━━━━━ Records to process

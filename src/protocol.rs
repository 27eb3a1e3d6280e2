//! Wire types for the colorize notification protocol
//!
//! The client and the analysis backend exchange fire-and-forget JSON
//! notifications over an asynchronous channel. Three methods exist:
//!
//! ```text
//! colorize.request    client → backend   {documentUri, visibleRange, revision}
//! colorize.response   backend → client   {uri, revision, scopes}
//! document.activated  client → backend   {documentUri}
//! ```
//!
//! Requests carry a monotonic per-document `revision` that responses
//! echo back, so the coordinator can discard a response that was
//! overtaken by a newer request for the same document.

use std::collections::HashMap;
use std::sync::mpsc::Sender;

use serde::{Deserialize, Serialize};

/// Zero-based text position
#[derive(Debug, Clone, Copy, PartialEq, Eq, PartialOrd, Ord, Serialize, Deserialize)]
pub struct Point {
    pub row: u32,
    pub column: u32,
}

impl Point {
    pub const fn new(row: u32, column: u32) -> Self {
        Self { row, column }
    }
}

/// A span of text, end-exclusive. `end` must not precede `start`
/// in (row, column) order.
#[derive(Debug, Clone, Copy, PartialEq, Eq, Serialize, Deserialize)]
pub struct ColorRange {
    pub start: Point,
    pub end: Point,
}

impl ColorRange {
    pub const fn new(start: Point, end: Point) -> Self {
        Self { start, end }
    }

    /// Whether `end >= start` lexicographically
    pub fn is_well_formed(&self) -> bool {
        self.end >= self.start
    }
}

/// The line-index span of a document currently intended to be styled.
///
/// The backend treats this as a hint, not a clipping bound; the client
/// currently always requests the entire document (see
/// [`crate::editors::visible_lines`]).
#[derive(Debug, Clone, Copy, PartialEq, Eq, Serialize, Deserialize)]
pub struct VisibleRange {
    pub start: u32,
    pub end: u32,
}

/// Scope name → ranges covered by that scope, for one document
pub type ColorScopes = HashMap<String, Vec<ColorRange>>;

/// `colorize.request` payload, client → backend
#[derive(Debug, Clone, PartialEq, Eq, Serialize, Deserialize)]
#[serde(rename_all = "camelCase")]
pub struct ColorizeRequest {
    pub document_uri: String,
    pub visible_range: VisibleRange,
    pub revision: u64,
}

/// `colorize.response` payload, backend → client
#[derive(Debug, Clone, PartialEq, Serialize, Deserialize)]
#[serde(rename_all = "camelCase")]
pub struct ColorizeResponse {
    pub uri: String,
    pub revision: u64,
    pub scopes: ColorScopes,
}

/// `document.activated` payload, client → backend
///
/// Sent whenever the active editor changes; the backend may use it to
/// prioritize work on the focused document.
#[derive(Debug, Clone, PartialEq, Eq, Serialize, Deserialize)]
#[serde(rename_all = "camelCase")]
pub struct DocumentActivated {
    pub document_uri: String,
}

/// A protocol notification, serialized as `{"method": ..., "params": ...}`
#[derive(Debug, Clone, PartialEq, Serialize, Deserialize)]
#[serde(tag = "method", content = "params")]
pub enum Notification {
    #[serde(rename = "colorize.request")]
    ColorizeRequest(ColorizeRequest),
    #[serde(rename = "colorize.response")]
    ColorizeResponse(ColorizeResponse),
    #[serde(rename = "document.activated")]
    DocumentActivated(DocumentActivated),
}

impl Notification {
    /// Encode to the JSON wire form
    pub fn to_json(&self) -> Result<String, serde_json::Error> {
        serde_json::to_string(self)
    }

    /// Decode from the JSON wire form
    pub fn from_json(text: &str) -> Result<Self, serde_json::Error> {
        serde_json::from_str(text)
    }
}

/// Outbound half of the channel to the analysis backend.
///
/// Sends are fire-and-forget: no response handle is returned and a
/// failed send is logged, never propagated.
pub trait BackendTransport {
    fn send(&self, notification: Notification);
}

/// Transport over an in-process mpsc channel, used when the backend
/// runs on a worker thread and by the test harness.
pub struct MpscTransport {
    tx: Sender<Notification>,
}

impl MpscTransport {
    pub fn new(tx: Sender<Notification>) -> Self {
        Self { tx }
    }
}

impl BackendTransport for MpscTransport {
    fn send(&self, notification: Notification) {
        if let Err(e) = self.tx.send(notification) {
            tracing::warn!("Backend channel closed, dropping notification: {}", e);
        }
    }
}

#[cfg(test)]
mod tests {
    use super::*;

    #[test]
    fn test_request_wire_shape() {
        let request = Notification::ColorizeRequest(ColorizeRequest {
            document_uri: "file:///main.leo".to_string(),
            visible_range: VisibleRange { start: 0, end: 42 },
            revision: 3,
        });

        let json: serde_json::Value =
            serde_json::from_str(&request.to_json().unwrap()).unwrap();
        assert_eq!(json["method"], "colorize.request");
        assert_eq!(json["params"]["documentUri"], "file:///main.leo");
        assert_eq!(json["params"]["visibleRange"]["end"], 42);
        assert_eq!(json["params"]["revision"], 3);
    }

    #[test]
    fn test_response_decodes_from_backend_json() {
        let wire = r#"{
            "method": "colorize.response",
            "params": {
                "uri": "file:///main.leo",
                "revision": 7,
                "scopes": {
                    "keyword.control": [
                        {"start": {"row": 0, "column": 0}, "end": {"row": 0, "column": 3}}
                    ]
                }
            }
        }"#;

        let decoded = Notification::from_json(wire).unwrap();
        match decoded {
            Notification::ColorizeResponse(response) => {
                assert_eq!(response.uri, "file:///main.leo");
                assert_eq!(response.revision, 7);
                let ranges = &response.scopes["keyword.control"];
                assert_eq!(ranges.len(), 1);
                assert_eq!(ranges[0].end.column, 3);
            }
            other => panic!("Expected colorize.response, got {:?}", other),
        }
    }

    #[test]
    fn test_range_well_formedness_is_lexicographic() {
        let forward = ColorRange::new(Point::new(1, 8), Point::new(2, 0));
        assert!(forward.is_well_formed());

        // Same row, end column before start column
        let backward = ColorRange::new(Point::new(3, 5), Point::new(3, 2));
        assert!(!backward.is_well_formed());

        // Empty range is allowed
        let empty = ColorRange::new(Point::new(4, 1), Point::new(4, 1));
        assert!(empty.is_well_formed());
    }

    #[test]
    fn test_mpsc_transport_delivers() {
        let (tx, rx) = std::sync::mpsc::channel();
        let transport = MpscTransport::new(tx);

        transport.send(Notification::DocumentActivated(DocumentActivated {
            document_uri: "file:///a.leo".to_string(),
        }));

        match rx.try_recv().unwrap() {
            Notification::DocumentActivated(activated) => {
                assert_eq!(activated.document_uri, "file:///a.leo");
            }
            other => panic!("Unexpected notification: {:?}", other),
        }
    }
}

━━━━━━━━━━

**Your assignment:** Restate the entries. Match them exactly.

**Answer to the exercise:**
filename src/protocol.rs
repository 27eb3a1e3d6280e2
//! Wire types for the colorize notification protocol
//!
//! The client and the analysis backend exchange fire-and-forget JSON
//! notifications over an asynchronous channel. Three methods exist:
//!
//! ```text
//! colorize.request    client → backend   {documentUri, visibleRange, revision}
//! colorize.response   backend → client   {uri, revision, scopes}
//! document.activated  client → backend   {documentUri}
//! ```
//!
//! Requests carry a monotonic per-document `revision` that responses
//! echo back, so the coordinator can discard a response that was
//! overtaken by a newer request for the same document.

use std::collections::HashMap;
use std::sync::mpsc::Sender;

use serde::{Deserialize, Serialize};

/// Zero-based text position
#[derive(Debug, Clone, Copy, PartialEq, Eq, PartialOrd, Ord, Serialize, Deserialize)]
pub struct Point {
    pub row: u32,
    pub column: u32,
}

impl Point {
    pub const fn new(row: u32, column: u32) -> Self {
        Self { row, column }
    }
}

/// A span of text, end-exclusive. `end` must not precede `start`
/// in (row, column) order.
#[derive(Debug, Clone, Copy, PartialEq, Eq, Serialize, Deserialize)]
pub struct ColorRange {
    pub start: Point,
    pub end: Point,
}

impl ColorRange {
    pub const fn new(start: Point, end: Point) -> Self {
        Self { start, end }
    }

    /// Whether `end >= start` lexicographically
    pub fn is_well_formed(&self) -> bool {
        self.end >= self.start
    }
}

/// The line-index span of a document currently intended to be styled.
///
/// The backend treats this as a hint, not a clipping bound; the client
/// currently always requests the entire document (see
/// [`crate::editors::visible_lines`]).
#[derive(Debug, Clone, Copy, PartialEq, Eq, Serialize, Deserialize)]
pub struct VisibleRange {
    pub start: u32,
    pub end: u32,
}

/// Scope name → ranges covered by that scope, for one document
pub type ColorScopes = HashMap<String, Vec<ColorRange>>;

/// `colorize.request` payload, client → backend
#[derive(Debug, Clone, PartialEq, Eq, Serialize, Deserialize)]
#[serde(rename_all = "camelCase")]
pub struct ColorizeRequest {
    pub document_uri: String,
    pub visible_range: VisibleRange,
    pub revision: u64,
}

/// `colorize.response` payload, backend → client
#[derive(Debug, Clone, PartialEq, Serialize, Deserialize)]
#[serde(rename_all = "camelCase")]
pub struct ColorizeResponse {
    pub uri: String,
    pub revision: u64,
    pub scopes: ColorScopes,
}

/// `document.activated` payload, client → backend
///
/// Sent whenever the active editor changes; the backend may use it to
/// prioritize work on the focused document.
#[derive(Debug, Clone, PartialEq, Eq, Serialize, Deserialize)]
#[serde(rename_all = "camelCase")]
pub struct DocumentActivated {
    pub document_uri: String,
}

/// A protocol notification, serialized as `{"method": ..., "params": ...}`
#[derive(Debug, Clone, PartialEq, Serialize, Deserialize)]
#[serde(tag = "method", content = "params")]
pub enum Notification {
    #[serde(rename = "colorize.request")]
    ColorizeRequest(ColorizeRequest),
    #[serde(rename = "colorize.response")]
    ColorizeResponse(ColorizeResponse),
    #[serde(rename = "document.activated")]
    DocumentActivated(DocumentActivated),
}

impl Notification {
    /// Encode to the JSON wire form
    pub fn to_json(&self) -> Result<String, serde_json::Error> {
        serde_json::to_string(self)
    }

    /// Decode from the JSON wire form
    pub fn from_json(text: &str) -> Result<Self, serde_json::Error> {
        serde_json::from_str(text)
    }
}

/// Outbound half of the channel to the analysis backend.
///
/// Sends are fire-and-forget: no response handle is returned and a
/// failed send is logged, never propagated.
pub trait BackendTransport {
    fn send(&self, notification: Notification);
}

/// Transport over an in-process mpsc channel, used when the backend
/// runs on a worker thread and by the test harness.
pub struct MpscTransport {
    tx: Sender<Notification>,
}

impl MpscTransport {
    pub fn new(tx: Sender<Notification>) -> Self {
        Self { tx }
    }
}

impl BackendTransport for MpscTransport {
    fn send(&self, notification: Notification) {
        if let Err(e) = self.tx.send(notification) {
            tracing::warn!("Backend channel closed, dropping notification: {}", e);
        }
    }
}

#[cfg(test)]
mod tests {
    use super::*;

    #[test]
    fn test_request_wire_shape() {
        let request = Notification::ColorizeRequest(ColorizeRequest {
            document_uri: "file:///main.leo".to_string(),
            visible_range: VisibleRange { start: 0, end: 42 },
            revision: 3,
        });

        let json: serde_json::Value =
            serde_json::from_str(&request.to_json().unwrap()).unwrap();
        assert_eq!(json["method"], "colorize.request");
        assert_eq!(json["params"]["documentUri"], "file:///main.leo");
        assert_eq!(json["params"]["visibleRange"]["end"], 42);
        assert_eq!(json["params"]["revision"], 3);
    }

    #[test]
    fn test_response_decodes_from_backend_json() {
        let wire = r#"{
            "method": "colorize.response",
            "params": {
                "uri": "file:///main.leo",
                "revision": 7,
                "scopes": {
                    "keyword.control": [
                        {"start": {"row": 0, "column": 0}, "end": {"row": 0, "column": 3}}
                    ]
                }
            }
        }"#;

        let decoded = Notification::from_json(wire).unwrap();
        match decoded {
            Notification::ColorizeResponse(response) => {
                assert_eq!(response.uri, "file:///main.leo");
                assert_eq!(response.revision, 7);
                let ranges = &response.scopes["keyword.control"];
                assert_eq!(ranges.len(), 1);
                assert_eq!(ranges[0].end.column, 3);
            }
            other => panic!("Expected colorize.response, got {:?}", other),
        }
    }

    #[test]
    fn test_range_well_formedness_is_lexicographic() {
        let forward = ColorRange::new(Point::new(1, 8), Point::new(2, 0));
        assert!(forward.is_well_formed());

        // Same row, end column before start column
        let backward = ColorRange::new(Point::new(3, 5), Point::new(3, 2));
        assert!(!backward.is_well_formed());

        // Empty range is allowed
        let empty = ColorRange::new(Point::new(4, 1), Point::new(4, 1));
        assert!(empty.is_well_formed());
    }

    #[test]
    fn test_mpsc_transport_delivers() {
        let (tx, rx) = std::sync::mpsc::channel();
        let transport = MpscTransport::new(tx);

        transport.send(Notification::DocumentActivated(DocumentActivated {
            document_uri: "file:///a.leo".to_string(),
        }));

        match rx.try_recv().unwrap() {
            Notification::DocumentActivated(activated) => {
                assert_eq!(activated.document_uri, "file:///a.leo");
            }
            other => panic!("Unexpected notification: {:?}", other),
        }
    }
}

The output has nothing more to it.